• Brief
Down to the last line, repeat the data below exactly.

• Source data
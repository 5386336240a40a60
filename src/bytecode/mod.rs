//! Binary program format: compiler, loader and reader.

pub mod compiler;
pub mod cursor;
pub mod format;
pub mod hexdump;
pub mod program;

pub use compiler::{BytecodeMode, Compiler, FsLoader, IdataTable, SourceLoader, compile};
pub use cursor::Cursor;
pub use format::Opcode;
pub use hexdump::hexdump;
pub use program::Program;
use super::{Diagnostic, Severity};

pub fn render(d: &Diagnostic) -> String {
    let severity = match d.severity {
        Severity::Error => "error",
        Severity::Warning => "warning",
    };

    let labels: Vec<serde_json::Value> = d
        .labels
        .iter()
        .map(|l| {
            serde_json::json!({
                "file": l.pos.file.as_deref(),
                "line": l.pos.line,
                "column": l.pos.column,
                "message": l.message,
                "primary": l.is_primary,
            })
        })
        .collect();

    let mut obj = serde_json::json!({
        "severity": severity,
        "kind": d.kind.label(),
        "message": d.message,
        "labels": labels,
        "notes": d.notes,
    });

    if let Some(code) = d.code {
        obj["code"] = serde_json::Value::String(code.to_string());
    }

    if let Some(s) = &d.suggestion {
        obj["suggestion"] = serde_json::Value::String(s.clone());
    }

    serde_json::to_string(&obj)
        .unwrap_or_else(|_| r#"{"severity":"error","message":"internal error serializing diagnostic"}"#.to_string())
}

#[cfg(test)]
mod tests {
    use super::*;
    use crate::error::{ErrorCode, ErrorKind, MangoError, SourcePos};
    use std::rc::Rc;

    fn parse_json(s: &str) -> serde_json::Value {
        serde_json::from_str(s).expect("valid JSON")
    }

    #[test]
    fn render_basic_error() {
        let v = parse_json(&render(&Diagnostic::error(ErrorKind::Bytecode, "bad header")));
        assert_eq!(v["severity"], "error");
        assert_eq!(v["kind"], "Bytecode Error");
        assert_eq!(v["message"], "bad header");
        assert!(v["labels"].as_array().unwrap().is_empty());
        assert!(v.get("code").is_none());
    }

    #[test]
    fn render_located_error() {
        let pos = SourcePos::new(4, 2, Some(Rc::from("m.mg")));
        let e = MangoError::runtime(ErrorCode::NoFile, "Could not open 'x'").at(&pos);
        let v = parse_json(&render(&Diagnostic::from(&e)));
        assert_eq!(v["code"], "E406");
        let label = &v["labels"][0];
        assert_eq!(label["file"], "m.mg");
        assert_eq!(label["line"], 4);
        assert_eq!(label["column"], 2);
        assert_eq!(label["primary"], true);
    }

    #[test]
    fn unknown_file_is_null() {
        let d = Diagnostic::error(ErrorKind::Syntax, "x").with_pos(SourcePos::new(1, 1, None), "");
        let v = parse_json(&render(&d));
        assert!(v["labels"][0]["file"].is_null());
    }
}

• Exercise output
repository 5386336240a40a60
filename src/bytecode/mod.rs
//! Binary program format: compiler, loader and reader.

pub mod compiler;
pub mod cursor;
pub mod format;
pub mod hexdump;
pub mod program;

pub use compiler::{BytecodeMode, Compiler, FsLoader, IdataTable, SourceLoader, compile};
pub use cursor::Cursor;
pub use format::Opcode;
pub use hexdump::hexdump;
pub use program::Program;
use super::{Diagnostic, Severity};

pub fn render(d: &Diagnostic) -> String {
    let severity = match d.severity {
        Severity::Error => "error",
        Severity::Warning => "warning",
    };

    let labels: Vec<serde_json::Value> = d
        .labels
        .iter()
        .map(|l| {
            serde_json::json!({
                "file": l.pos.file.as_deref(),
                "line": l.pos.line,
                "column": l.pos.column,
                "message": l.message,
                "primary": l.is_primary,
            })
        })
        .collect();

    let mut obj = serde_json::json!({
        "severity": severity,
        "kind": d.kind.label(),
        "message": d.message,
        "labels": labels,
        "notes": d.notes,
    });

    if let Some(code) = d.code {
        obj["code"] = serde_json::Value::String(code.to_string());
    }

    if let Some(s) = &d.suggestion {
        obj["suggestion"] = serde_json::Value::String(s.clone());
    }

    serde_json::to_string(&obj)
        .unwrap_or_else(|_| r#"{"severity":"error","message":"internal error serializing diagnostic"}"#.to_string())
}

#[cfg(test)]
mod tests {
    use super::*;
    use crate::error::{ErrorCode, ErrorKind, MangoError, SourcePos};
    use std::rc::Rc;

    fn parse_json(s: &str) -> serde_json::Value {
        serde_json::from_str(s).expect("valid JSON")
    }

    #[test]
    fn render_basic_error() {
        let v = parse_json(&render(&Diagnostic::error(ErrorKind::Bytecode, "bad header")));
        assert_eq!(v["severity"], "error");
        assert_eq!(v["kind"], "Bytecode Error");
        assert_eq!(v["message"], "bad header");
        assert!(v["labels"].as_array().unwrap().is_empty());
        assert!(v.get("code").is_none());
    }

    #[test]
    fn render_located_error() {
        let pos = SourcePos::new(4, 2, Some(Rc::from("m.mg")));
        let e = MangoError::runtime(ErrorCode::NoFile, "Could not open 'x'").at(&pos);
        let v = parse_json(&render(&Diagnostic::from(&e)));
        assert_eq!(v["code"], "E406");
        let label = &v["labels"][0];
        assert_eq!(label["file"], "m.mg");
        assert_eq!(label["line"], 4);
        assert_eq!(label["column"], 2);
        assert_eq!(label["primary"], true);
    }

    #[test]
    fn unknown_file_is_null() {
        let d = Diagnostic::error(ErrorKind::Syntax, "x").with_pos(SourcePos::new(1, 1, None), "");
        let v = parse_json(&render(&d));
        assert!(v["labels"][0]["file"].is_null());
    }
}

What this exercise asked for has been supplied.